▶ **Required work**:
Filter the material below so that only lines containing "RParen" remain.

"""

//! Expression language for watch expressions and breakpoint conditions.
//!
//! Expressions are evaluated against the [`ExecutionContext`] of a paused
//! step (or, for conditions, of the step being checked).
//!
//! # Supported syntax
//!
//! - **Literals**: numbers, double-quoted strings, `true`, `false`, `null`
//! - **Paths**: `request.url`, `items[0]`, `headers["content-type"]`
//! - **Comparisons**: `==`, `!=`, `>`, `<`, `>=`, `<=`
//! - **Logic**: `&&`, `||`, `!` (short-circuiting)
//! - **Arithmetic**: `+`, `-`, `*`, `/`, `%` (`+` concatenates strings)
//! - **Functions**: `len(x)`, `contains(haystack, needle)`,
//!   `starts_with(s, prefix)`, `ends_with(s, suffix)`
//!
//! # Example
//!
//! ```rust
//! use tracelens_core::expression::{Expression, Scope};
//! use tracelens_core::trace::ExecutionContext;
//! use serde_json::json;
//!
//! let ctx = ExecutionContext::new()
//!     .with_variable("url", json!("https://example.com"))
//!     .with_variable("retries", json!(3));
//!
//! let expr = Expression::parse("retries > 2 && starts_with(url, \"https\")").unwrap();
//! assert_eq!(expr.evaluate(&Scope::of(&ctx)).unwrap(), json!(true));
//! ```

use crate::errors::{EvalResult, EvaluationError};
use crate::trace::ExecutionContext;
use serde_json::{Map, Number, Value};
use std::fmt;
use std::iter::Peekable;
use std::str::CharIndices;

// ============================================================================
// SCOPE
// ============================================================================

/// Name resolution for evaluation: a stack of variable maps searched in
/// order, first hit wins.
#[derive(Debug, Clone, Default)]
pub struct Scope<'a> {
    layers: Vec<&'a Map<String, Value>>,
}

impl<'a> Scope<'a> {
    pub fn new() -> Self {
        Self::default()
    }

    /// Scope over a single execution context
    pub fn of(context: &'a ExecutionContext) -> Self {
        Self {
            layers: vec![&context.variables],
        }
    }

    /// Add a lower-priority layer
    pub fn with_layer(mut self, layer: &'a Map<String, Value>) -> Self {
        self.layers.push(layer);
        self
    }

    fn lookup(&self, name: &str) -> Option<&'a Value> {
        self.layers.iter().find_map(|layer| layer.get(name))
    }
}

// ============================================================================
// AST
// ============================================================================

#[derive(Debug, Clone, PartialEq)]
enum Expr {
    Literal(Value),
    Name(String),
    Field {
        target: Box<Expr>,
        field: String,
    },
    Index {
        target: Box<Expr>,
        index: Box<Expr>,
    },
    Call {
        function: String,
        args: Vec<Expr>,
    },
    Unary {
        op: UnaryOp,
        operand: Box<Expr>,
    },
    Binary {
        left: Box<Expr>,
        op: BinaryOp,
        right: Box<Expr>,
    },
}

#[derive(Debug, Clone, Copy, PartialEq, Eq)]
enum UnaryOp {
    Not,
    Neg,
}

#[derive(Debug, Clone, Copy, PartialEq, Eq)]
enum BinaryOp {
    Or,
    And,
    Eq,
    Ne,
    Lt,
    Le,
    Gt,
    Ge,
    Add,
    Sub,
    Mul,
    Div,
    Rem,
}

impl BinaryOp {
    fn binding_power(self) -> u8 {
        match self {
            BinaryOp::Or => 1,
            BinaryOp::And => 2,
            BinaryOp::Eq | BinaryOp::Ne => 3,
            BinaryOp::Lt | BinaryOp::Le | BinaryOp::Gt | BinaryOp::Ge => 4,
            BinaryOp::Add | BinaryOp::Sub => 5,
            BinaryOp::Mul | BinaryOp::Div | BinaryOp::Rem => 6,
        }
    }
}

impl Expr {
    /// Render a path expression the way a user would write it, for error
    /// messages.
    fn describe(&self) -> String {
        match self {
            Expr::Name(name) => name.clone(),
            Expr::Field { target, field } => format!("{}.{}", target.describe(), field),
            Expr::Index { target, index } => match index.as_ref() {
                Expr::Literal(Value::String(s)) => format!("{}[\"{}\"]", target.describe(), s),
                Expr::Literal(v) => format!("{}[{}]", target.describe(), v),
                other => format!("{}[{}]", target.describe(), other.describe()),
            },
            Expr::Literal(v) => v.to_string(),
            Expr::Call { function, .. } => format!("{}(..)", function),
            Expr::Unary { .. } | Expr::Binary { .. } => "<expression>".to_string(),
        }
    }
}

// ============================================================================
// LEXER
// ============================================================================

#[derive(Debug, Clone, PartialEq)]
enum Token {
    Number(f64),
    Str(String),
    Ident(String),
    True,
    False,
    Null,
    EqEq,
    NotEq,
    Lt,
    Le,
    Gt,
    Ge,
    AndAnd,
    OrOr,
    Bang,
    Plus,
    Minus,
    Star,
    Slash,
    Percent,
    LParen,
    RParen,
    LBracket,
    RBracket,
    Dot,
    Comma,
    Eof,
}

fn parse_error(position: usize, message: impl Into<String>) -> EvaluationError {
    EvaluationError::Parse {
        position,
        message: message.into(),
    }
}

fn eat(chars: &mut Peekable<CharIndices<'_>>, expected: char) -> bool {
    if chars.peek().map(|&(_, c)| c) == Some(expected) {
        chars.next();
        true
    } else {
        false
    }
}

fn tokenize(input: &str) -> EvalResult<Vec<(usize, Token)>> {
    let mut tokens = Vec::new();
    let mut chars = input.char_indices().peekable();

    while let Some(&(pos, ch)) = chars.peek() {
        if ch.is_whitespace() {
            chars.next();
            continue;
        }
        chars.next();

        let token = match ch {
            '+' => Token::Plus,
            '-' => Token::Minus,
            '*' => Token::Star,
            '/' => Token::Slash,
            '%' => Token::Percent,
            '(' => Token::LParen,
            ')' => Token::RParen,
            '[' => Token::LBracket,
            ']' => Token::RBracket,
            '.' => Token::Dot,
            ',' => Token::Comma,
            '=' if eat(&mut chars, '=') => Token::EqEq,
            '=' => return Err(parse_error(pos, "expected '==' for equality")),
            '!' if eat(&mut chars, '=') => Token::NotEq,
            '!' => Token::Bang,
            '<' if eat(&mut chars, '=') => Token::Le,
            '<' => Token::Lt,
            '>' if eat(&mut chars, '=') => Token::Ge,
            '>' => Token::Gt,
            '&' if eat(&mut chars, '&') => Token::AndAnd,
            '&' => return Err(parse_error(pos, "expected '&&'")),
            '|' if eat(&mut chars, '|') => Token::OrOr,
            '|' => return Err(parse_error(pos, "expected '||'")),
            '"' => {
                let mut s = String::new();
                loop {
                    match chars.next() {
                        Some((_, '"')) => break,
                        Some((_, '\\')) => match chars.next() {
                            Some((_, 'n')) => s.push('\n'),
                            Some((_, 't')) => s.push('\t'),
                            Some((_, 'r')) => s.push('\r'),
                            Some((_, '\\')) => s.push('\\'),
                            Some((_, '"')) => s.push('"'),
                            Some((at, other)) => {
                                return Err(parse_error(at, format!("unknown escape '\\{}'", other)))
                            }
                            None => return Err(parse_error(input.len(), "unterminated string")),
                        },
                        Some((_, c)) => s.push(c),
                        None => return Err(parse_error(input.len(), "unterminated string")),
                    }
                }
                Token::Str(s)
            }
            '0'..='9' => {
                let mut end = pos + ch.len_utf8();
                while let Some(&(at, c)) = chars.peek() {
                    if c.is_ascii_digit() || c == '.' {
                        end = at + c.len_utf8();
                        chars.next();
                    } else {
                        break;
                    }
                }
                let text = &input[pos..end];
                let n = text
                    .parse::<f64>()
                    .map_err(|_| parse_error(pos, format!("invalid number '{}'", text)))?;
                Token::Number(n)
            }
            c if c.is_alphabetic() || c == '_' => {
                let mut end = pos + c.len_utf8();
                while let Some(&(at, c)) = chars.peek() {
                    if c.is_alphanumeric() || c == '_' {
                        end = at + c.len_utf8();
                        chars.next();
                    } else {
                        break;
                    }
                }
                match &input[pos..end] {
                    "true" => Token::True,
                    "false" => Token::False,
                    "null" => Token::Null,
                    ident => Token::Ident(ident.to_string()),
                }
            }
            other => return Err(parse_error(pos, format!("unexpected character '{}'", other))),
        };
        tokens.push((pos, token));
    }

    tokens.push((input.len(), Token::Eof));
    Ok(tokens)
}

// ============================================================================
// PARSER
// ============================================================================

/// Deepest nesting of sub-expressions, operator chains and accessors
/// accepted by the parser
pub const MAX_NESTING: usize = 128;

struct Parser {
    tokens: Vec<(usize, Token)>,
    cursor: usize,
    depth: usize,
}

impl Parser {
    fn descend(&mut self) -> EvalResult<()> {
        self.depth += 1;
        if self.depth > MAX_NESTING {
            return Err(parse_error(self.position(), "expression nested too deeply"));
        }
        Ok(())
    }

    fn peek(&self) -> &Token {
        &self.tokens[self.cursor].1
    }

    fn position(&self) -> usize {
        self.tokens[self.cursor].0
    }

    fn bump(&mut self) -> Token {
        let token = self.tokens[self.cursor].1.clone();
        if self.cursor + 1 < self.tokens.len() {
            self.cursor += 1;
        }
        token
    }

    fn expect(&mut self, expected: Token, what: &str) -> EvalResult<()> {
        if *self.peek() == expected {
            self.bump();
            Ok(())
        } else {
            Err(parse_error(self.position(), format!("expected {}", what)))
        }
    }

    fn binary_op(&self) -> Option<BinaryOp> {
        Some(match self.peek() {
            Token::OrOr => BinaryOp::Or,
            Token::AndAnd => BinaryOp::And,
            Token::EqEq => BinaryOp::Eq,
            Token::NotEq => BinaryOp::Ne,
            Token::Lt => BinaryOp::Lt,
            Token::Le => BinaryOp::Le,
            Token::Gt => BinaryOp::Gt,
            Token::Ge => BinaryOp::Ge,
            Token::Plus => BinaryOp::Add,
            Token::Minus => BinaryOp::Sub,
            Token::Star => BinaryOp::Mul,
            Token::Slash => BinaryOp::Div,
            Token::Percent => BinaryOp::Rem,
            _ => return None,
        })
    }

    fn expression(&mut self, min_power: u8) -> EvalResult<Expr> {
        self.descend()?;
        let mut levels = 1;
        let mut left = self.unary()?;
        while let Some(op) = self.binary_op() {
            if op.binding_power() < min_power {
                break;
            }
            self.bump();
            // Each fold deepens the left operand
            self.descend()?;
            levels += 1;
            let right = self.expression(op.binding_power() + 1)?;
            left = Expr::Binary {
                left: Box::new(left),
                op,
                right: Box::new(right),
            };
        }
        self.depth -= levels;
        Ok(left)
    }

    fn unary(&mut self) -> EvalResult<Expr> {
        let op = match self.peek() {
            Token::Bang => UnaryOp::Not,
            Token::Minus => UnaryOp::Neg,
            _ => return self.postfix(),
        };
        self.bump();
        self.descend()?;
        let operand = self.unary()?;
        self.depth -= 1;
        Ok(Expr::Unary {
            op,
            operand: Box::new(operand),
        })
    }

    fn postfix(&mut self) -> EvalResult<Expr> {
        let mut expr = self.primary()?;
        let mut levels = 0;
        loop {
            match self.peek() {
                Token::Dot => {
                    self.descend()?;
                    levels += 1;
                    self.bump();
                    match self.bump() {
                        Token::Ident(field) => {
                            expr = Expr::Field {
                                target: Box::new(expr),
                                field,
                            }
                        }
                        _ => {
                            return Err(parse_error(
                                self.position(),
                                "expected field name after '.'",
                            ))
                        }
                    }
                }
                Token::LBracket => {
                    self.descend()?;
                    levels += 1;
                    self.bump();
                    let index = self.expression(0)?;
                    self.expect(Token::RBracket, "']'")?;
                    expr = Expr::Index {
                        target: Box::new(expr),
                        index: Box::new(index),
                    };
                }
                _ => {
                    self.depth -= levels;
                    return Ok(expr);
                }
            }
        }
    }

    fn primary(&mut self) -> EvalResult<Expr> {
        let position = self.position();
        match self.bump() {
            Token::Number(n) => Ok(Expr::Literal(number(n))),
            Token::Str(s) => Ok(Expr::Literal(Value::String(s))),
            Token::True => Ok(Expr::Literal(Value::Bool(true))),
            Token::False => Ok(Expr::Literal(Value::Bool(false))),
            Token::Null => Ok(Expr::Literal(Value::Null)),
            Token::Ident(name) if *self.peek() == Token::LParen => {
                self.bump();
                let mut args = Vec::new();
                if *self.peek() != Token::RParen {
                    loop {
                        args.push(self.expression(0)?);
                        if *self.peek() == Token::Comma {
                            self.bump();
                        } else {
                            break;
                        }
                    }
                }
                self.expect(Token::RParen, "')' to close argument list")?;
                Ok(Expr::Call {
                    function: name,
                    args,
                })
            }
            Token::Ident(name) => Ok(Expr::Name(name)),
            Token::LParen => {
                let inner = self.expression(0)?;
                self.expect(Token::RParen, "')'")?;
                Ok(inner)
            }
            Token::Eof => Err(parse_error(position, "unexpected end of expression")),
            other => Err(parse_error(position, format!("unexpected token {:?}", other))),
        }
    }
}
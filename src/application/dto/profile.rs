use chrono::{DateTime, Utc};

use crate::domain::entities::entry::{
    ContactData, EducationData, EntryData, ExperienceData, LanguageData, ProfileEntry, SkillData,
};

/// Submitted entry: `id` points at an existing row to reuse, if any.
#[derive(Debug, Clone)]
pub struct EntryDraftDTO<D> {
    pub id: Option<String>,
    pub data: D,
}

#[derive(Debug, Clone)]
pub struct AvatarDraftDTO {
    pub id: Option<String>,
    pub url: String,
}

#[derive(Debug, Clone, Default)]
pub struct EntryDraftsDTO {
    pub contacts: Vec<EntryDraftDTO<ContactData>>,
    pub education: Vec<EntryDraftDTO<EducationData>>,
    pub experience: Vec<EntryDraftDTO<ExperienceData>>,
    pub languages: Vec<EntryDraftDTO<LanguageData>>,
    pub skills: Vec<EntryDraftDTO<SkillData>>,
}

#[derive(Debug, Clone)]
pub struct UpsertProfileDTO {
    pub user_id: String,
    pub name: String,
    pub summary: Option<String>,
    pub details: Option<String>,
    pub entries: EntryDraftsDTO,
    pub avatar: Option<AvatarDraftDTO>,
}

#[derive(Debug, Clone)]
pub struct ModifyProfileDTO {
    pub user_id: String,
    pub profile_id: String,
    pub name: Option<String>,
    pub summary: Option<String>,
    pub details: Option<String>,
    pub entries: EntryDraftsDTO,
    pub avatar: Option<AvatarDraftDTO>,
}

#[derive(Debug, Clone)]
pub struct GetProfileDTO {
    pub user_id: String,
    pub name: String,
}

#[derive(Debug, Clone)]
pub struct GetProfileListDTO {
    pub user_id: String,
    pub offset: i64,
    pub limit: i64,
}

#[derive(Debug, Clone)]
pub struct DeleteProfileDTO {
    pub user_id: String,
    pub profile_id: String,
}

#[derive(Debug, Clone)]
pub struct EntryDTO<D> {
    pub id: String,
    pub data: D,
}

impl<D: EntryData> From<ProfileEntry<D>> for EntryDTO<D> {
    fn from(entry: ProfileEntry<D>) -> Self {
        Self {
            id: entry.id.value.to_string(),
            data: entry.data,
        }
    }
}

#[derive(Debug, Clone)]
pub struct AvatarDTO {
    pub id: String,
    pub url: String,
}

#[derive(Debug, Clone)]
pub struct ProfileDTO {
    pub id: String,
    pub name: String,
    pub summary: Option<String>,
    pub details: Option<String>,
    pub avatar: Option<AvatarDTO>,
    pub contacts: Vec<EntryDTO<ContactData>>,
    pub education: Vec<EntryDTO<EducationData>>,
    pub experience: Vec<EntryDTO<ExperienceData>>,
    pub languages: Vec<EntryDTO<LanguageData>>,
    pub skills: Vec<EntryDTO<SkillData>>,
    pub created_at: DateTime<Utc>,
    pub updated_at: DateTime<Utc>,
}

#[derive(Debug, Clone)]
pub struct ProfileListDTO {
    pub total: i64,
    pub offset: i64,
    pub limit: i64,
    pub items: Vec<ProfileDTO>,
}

"""

▶ **Solution**:
    RParen,
            ')' => Token::RParen,
                if *self.peek() != Token::RParen {
                self.expect(Token::RParen, "')' to close argument list")?;
                self.expect(Token::RParen, "')'")?;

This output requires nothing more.